The nurse participates in a task force to reduce errors related to telephone and verbal orders. The nurse should recommend that
- A. unlicensed assistive personnel (UAP) can take a physician's telephone prescription.
- B. use more abbreviations when transcribing a physician's order.
- C. when repeating an order back to the physician, repeat the numbers individually.
- D. verbal and telephone orders are limited to emergency situations.
- E. transcribing telephone and verbal orders be delayed until a second nurse can review the order.
Correct Answer: C,D
Rationale: Repeating numbers individually and limiting verbal orders to emergencies reduce errors. UAP cannot take prescriptions, abbreviations increase errors, and delays risk patient safety.
The nurse plans care for a client immediately post-operative. The nurse should initially assess the client's
- A. respiratory status
- B. tolerance to by-mouth (PO) fluids
- C. pain level
- D. ability to move the extremities
Correct Answer: A
Rationale: Respiratory status is the priority assessment post-operatively to ensure airway patency and adequate oxygenation, following the ABCs (airway, breathing, circulation) of care.
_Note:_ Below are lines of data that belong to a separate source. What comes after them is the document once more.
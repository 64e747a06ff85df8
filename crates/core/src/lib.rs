pub mod config;
pub mod error;
pub mod field;
pub mod time;

pub use config::Config;
pub use error::*;
pub use field::*;
pub use time::*;
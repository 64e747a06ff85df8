//! Error types for the alarm table codec.

/// Errors raised while loading or saving the persisted alarm table.
#[derive(Debug, Clone, PartialEq, Eq, thiserror::Error)]
pub enum CodecError {
    /// No closing table delimiter within the region; the store is corrupted
    /// or was never finalized.
    #[error("alarm table unterminated within {max_length} bytes")]
    Unterminated { max_length: usize },

    /// A record starting at `offset` is not valid UTF-8.
    #[error("alarm record at offset {offset} is not valid UTF-8")]
    InvalidRecord { offset: usize },

    /// The set does not fit in the region.
    #[error("alarm table needs {required} bytes but only {max_length} are reserved")]
    Overflow { required: usize, max_length: usize },
}

/// Result alias for codec operations.
pub type Result<T> = std::result::Result<T, CodecError>;
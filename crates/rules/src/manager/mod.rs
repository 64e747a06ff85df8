//! Alarm table orchestration.
//!
//! [`AlarmManager`] owns the in-memory alarm set, enforces capacity and
//! de-duplication, persists the whole set after every successful mutation,
//! and checks the set against a clock.

mod core;
mod error;
mod report;


pub use self::core::AlarmManager;
pub use self::error::{ManagerError, Result};
pub use self::report::{AlarmReport, ReportEntry};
Pain, fluid tolerance, and extremity movement are important but secondary to ensuring respiratory stability.
The nurse is assisting a client in selecting appropriate food options for dumping syndrome. Which foods would be suitable choices? Select all that apply.
- A. Rice cereal
- B. Pastries
- C. Chicken breast
- D. Cola
- E. Scrambled eggs
Correct Answer: A,C,E
Rationale: Rice cereal, chicken breast, and scrambled eggs are low-sugar, high-protein options suitable for dumping syndrome. Pastries and cola are high-sugar, triggering symptoms.
The nurse cares for a client with a double-lumen peripherally inserted central catheter (PICC). Which of the following actions would be appropriate for the nurse to take?
- A. Assign the client to a private room.
- B. Change the dressing daily using sterile technique.
- C. Flush heparin prior to discontinuation.
- D. Aspirate each lumen for blood return and then flush.
Correct Answer: D
Rationale: Aspirating for blood return and flushing ensures PICC patency. Private rooms, daily dressing changes, and heparin flushing are not standard unless specified.